テーブルに置かれたお茶に手も付けずに、エリカは帰りを待っていたようだ。
「勝手に押しかけちゃってごめんなさい」
と謝ってから、
「でも、どうしても言っておきたいことがあって・・・」
と言い出しておきながら、ことばを詰まらせた。
「・・・・・」
「・・・森本くんのことだけど」
「森本が?」
「美祢子先生がD坂で殺された土曜の夜、あなたと路地で出くわしたわね」
「ああ」
「死ぬほど驚いた」
「それはこっちも同じ」
「あの時はちょうどD坂で用事があって、それで目の前を行く森本くんを見かけたの」
「・・・・・」
「D坂を登りつめたホテル街の入り口で中を見張っている感じだった。美祢子先生が、ちょうど交番の先の酒場を出て坂道を下りかけるのを見つけた森本くんは、先回りしようとしたのかしら、手前の細い路地を駆けていった」
「服装は?」
「ベージュのトレンチコート、大きなサングラスに黒いマスク」
あとを追ったエリカは、森本が美祢子先生と肩を並べてラブホテルに入るのを見た。
その時、路地の奥にいて、じぶんと出くわしたエリカは、D坂の方へ走って逃げた。
「森本でまちがいない?」
「う~ん。・・・まちがいないと思う」
D坂で見かけた時に、森本と分かって後を追ったのだから、まちがいないのだろう。
「学校に来た刑事さんにそのことは話さなかった?」
「あまりに恐ろしくて、・・・とても言えなかった」
「でも、森本はわれわれが路地に潜んでいるのを知っていた」
「まさか!」
「それで、警察に匿名電話でたれ込んだ。だから刑事がすぐに学校へやって来た」
・・・だが、歌舞伎町のホテルでデリヘルの女が同じような手口で殺されたことも、脅迫状めいた2通の手紙のことも話さなかった。

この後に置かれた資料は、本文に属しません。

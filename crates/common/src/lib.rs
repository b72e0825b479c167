//! Mediasquare bid adapter for header-bidding hosts.
//!
//! This crate maps the host's bid requests to the Mediasquare auction
//! payload, maps the bidder's answer back to normalized bids, and builds the
//! cookie-sync and winning-notification URLs.
//!
//! # Modules
//!
//! - [`adapter`]: The [`adapter::BidAdapter`] hooks and the Mediasquare implementation
//! - [`constants`]: Bidder code, aliases and endpoint paths
//! - [`endpoints`]: Production/test host selection
//! - [`error`]: Error types
//! - [`registry`]: Lookup of adapters by bidder code and alias
//! - [`settings`]: Configuration loading and per-call flags
//! - [`sync`]: Cookie sync descriptors
//! - [`types`]: Host-side request and bid shapes
//! - [`winning`]: Winning notification pixel
//! - [`wire`]: Mediasquare wire format
//! - [`test_support`]: Testing utilities

pub mod adapter;
pub mod constants;
pub mod endpoints;
pub mod error;
pub mod registry;
pub mod settings;
pub mod sync;
pub mod types;
pub mod winning;
pub mod wire;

エリカにはとても耐えられない出来事だ、・・・と容易に想像できたからだ。
「私ね、交換留学生に応募したの」
「・・・・・」
「とても恐ろしくて、もうここにはいられない・・・」
いつもはお嬢さま然とおっとりしているエリカは、頭上に吊るされた剣におびえる幼子のように、その若く美しい顔を醜く歪ませ、うめいた。